In utero exposure to the environmental contaminant 2,3,7,8-tetrachlorodibenzo-p-dioxin (TCDD) can contribute to high rates of cleft palate (CP) formation, but the mechanistic basis for these effects remains uncertain. Here, multi-omics-based metabolomic and transcriptomic analyses were employed to characterize the etiological basis for TCDD-induced CP on gestational day 14.5 (GD14.5). These analyses revealed that TCDD-induced CP formation is associated with calcium, MAPK, PI3K-Akt, and mTOR pathway signaling. PI3K-Akt and mTOR signaling activity is closely linked with the maintenance of cellular proliferation and survival.
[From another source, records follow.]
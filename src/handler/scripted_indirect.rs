//! Legacy script trap-table handler
//!
//! The trap table is the proxy's private object. Fundamental traps dispatch
//! to same-named callables on it with stringified keys and no invariant
//! checking; derived traps fall back to the default bodies (which compute
//! them from the fundamentals, themselves dispatched to script) when the
//! named property is not callable. A failed lookup on the trap table itself
//! propagates; for a fundamental trap an absent function is an invocation
//! failure, not a fallback.

use std::rc::Rc;

use crate::context::Context;
use crate::descriptor::{self, PropertyDescriptor};
use crate::error::JsError;
use crate::object::{self, IterFlags, KeyIterator};
use crate::proxy;
use crate::value::{CheapClone, JsObjectRef, JsValue, PropertyKey};

use super::{HandlerFamily, ProxyHandler};

/// Legacy trap-table handler; stateless, shared by every indirect proxy
#[derive(Debug, Default)]
pub struct ScriptedIndirectHandler;

thread_local! {
    static SINGLETON: Rc<ScriptedIndirectHandler> = Rc::new(ScriptedIndirectHandler);
}

impl ScriptedIndirectHandler {
    /// The shared dispatch table for this family
    pub fn singleton() -> Rc<ScriptedIndirectHandler> {
        SINGLETON.with(Rc::clone)
    }

    fn handler_object(proxy: &JsObjectRef) -> Result<JsObjectRef, JsError> {
        proxy::proxy_private(proxy)?.to_object("proxy handler")
    }
}

/// Look up a fundamental trap on the handler object. The lookup itself may
/// traverse proxies and recurse back into the dispatcher.
fn get_fundamental_trap(
    cx: &mut Context,
    handler: &JsObjectRef,
    name: &str,
) -> Result<JsValue, JsError> {
    let _frame = cx.enter_recursion()?;
    let this = JsValue::Object(handler.cheap_clone());
    object::get_property(cx, handler, &this, &PropertyKey::from(name))
}

fn get_derived_trap(
    cx: &mut Context,
    handler: &JsObjectRef,
    name: &str,
) -> Result<JsValue, JsError> {
    debug_assert!(matches!(
        name,
        "has" | "hasOwn" | "get" | "set" | "keys" | "iterate"
    ));
    let this = JsValue::Object(handler.cheap_clone());
    object::get_property(cx, handler, &this, &PropertyKey::from(name))
}

/// Invoke a trap function with the handler object as its receiver
fn trap(
    cx: &mut Context,
    handler: &JsObjectRef,
    fval: &JsValue,
    args: &[JsValue],
) -> Result<JsValue, JsError> {
    cx.invoke(fval, JsValue::Object(handler.cheap_clone()), args)
}

fn trap1(
    cx: &mut Context,
    handler: &JsObjectRef,
    fval: &JsValue,
    key: &PropertyKey,
) -> Result<JsValue, JsError> {
    trap(cx, handler, fval, &[key.to_value()])
}

fn trap2(
    cx: &mut Context,
    handler: &JsObjectRef,
    fval: &JsValue,
    key: &PropertyKey,
    value: JsValue,
) -> Result<JsValue, JsError> {
    trap(cx, handler, fval, &[key.to_value(), value])
}

/// Descriptor-shaped trap results must be undefined or an object
fn expect_descriptor_result(
    trap_name: &str,
    value: &JsValue,
) -> Result<(), JsError> {
    if value.is_primitive() {
        return Err(JsError::type_error(format!(
            "trap '{}' returned a primitive value",
            trap_name
        )));
    }
    Ok(())
}

/// Read a returned key array into a key vector, with no invariant checking
/// (legacy protocol); a primitive result reads as empty
fn array_to_keys(cx: &mut Context, value: &JsValue) -> Result<Vec<PropertyKey>, JsError> {
    let Some(array) = value.as_object() else {
        return Ok(Vec::new());
    };
    let array = array.cheap_clone();
    let length = object::length_of(cx, &array)?;
    let mut keys = Vec::with_capacity(length as usize);
    for i in 0..length {
        let item = object::get_element(cx, &array, i)?;
        keys.push(PropertyKey::from_value(&item));
    }
    Ok(keys)
}

impl ProxyHandler for ScriptedIndirectHandler {
    fn family(&self) -> HandlerFamily {
        HandlerFamily::ScriptedIndirect
    }

    fn get_property_descriptor(
        &self,
        cx: &mut Context,
        proxy: &JsObjectRef,
        key: &PropertyKey,
    ) -> Result<Option<PropertyDescriptor>, JsError> {
        let handler = Self::handler_object(proxy)?;
        let fval = get_fundamental_trap(cx, &handler, "getPropertyDescriptor")?;
        let value = trap1(cx, &handler, &fval, key)?;
        if value.is_undefined() {
            return Ok(None);
        }
        expect_descriptor_result("getPropertyDescriptor", &value)?;
        descriptor::parse_descriptor_object(cx, &value, false).map(Some)
    }

    fn get_own_property_descriptor(
        &self,
        cx: &mut Context,
        proxy: &JsObjectRef,
        key: &PropertyKey,
    ) -> Result<Option<PropertyDescriptor>, JsError> {
        let handler = Self::handler_object(proxy)?;
        let fval = get_fundamental_trap(cx, &handler, "getOwnPropertyDescriptor")?;
        let value = trap1(cx, &handler, &fval, key)?;
        if value.is_undefined() {
            return Ok(None);
        }
        expect_descriptor_result("getOwnPropertyDescriptor", &value)?;
        descriptor::parse_descriptor_object(cx, &value, false).map(Some)
    }

    fn define_property(
        &self,
        cx: &mut Context,
        proxy: &JsObjectRef,
        key: &PropertyKey,
        desc: &PropertyDescriptor,
    ) -> Result<bool, JsError> {
        let handler = Self::handler_object(proxy)?;
        let fval = get_fundamental_trap(cx, &handler, "defineProperty")?;
        let desc_obj = descriptor::descriptor_to_object(desc);
        trap2(cx, &handler, &fval, key, JsValue::Object(desc_obj))?;
        Ok(true)
    }

    fn get_own_property_names(
        &self,
        cx: &mut Context,
        proxy: &JsObjectRef,
    ) -> Result<Vec<PropertyKey>, JsError> {
        let handler = Self::handler_object(proxy)?;
        let fval = get_fundamental_trap(cx, &handler, "getOwnPropertyNames")?;
        let value = trap(cx, &handler, &fval, &[])?;
        array_to_keys(cx, &value)
    }

    fn delete(
        &self,
        cx: &mut Context,
        proxy: &JsObjectRef,
        key: &PropertyKey,
    ) -> Result<bool, JsError> {
        let handler = Self::handler_object(proxy)?;
        let fval = get_fundamental_trap(cx, &handler, "delete")?;
        let value = trap1(cx, &handler, &fval, key)?;
        Ok(value.to_boolean())
    }

    fn enumerate(
        &self,
        cx: &mut Context,
        proxy: &JsObjectRef,
    ) -> Result<Vec<PropertyKey>, JsError> {
        let handler = Self::handler_object(proxy)?;
        let fval = get_fundamental_trap(cx, &handler, "enumerate")?;
        let value = trap(cx, &handler, &fval, &[])?;
        array_to_keys(cx, &value)
    }

    fn has(
        &self,
        cx: &mut Context,
        proxy: &JsObjectRef,
        key: &PropertyKey,
    ) -> Result<bool, JsError> {
        let handler = Self::handler_object(proxy)?;
        let fval = get_derived_trap(cx, &handler, "has")?;
        if !fval.is_callable() {
            return super::default_has(self, cx, proxy, key);
        }
        let value = trap1(cx, &handler, &fval, key)?;
        Ok(value.to_boolean())
    }

    fn has_own(
        &self,
        cx: &mut Context,
        proxy: &JsObjectRef,
        key: &PropertyKey,
    ) -> Result<bool, JsError> {
        let handler = Self::handler_object(proxy)?;
        let fval = get_derived_trap(cx, &handler, "hasOwn")?;
        if !fval.is_callable() {
            return super::default_has_own(self, cx, proxy, key);
        }
        let value = trap1(cx, &handler, &fval, key)?;
        Ok(value.to_boolean())
    }

    fn get(
        &self,
        cx: &mut Context,
        proxy: &JsObjectRef,
        receiver: &JsValue,
        key: &PropertyKey,
    ) -> Result<JsValue, JsError> {
        let handler = Self::handler_object(proxy)?;
        let fval = get_derived_trap(cx, &handler, "get")?;
        if !fval.is_callable() {
            return super::default_get(self, cx, proxy, receiver, key);
        }
        trap(cx, &handler, &fval, &[receiver.clone(), key.to_value()])
    }

    fn set(
        &self,
        cx: &mut Context,
        proxy: &JsObjectRef,
        receiver: &JsValue,
        key: &PropertyKey,
        strict: bool,
        value: JsValue,
    ) -> Result<bool, JsError> {
        let handler = Self::handler_object(proxy)?;
        let fval = get_derived_trap(cx, &handler, "set")?;
        if !fval.is_callable() {
            return super::default_set(self, cx, proxy, receiver, key, strict, value);
        }
        trap(
            cx,
            &handler,
            &fval,
            &[receiver.clone(), key.to_value(), value],
        )?;
        Ok(true)
    }

    fn keys(&self, cx: &mut Context, proxy: &JsObjectRef) -> Result<Vec<PropertyKey>, JsError> {
        let handler = Self::handler_object(proxy)?;
        let fval = get_derived_trap(cx, &handler, "keys")?;
        if !fval.is_callable() {
            return super::default_keys(self, cx, proxy);
        }
        let value = trap(cx, &handler, &fval, &[])?;
        array_to_keys(cx, &value)
    }

    fn iterate(
        &self,
        cx: &mut Context,
        proxy: &JsObjectRef,
        flags: IterFlags,
    ) -> Result<KeyIterator, JsError> {
        let handler = Self::handler_object(proxy)?;
        let fval = get_derived_trap(cx, &handler, "iterate")?;
        if !fval.is_callable() {
            return super::default_iterate(self, cx, proxy, flags);
        }
        let value = trap(cx, &handler, &fval, &[])?;
        expect_descriptor_result("iterate", &value)?;
        Ok(KeyIterator::new(array_to_keys(cx, &value)?))
    }
}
Moreover, mTOR-mediated regulation of autophagic activity is essential for ensuring an appropriate balance between metabolic activity and growth. Murine embryonic palatal mesenchymal (MEPM) cell proliferation was thus characterized, autophagic activity in these cells was evaluated through electron microscopy and western immunoblotting was used to compare the levels of autophagy- and AKT/mTOR-related protein between the control and TCDD groups on GD14.5. These analyses indicated that MEPM cell proliferative and autophagic activity was inhibited in response to TCDD exposure with the concomitant activation of AKT/mTOR signaling, in line with the multi-omics data. Together, these findings suggested that following TCDD exposure, the activation of AKT/mTOR-related autophagic signaling may play a role in the loss of appropriate palatal cell homeostasis, culminating in the incidence of CP.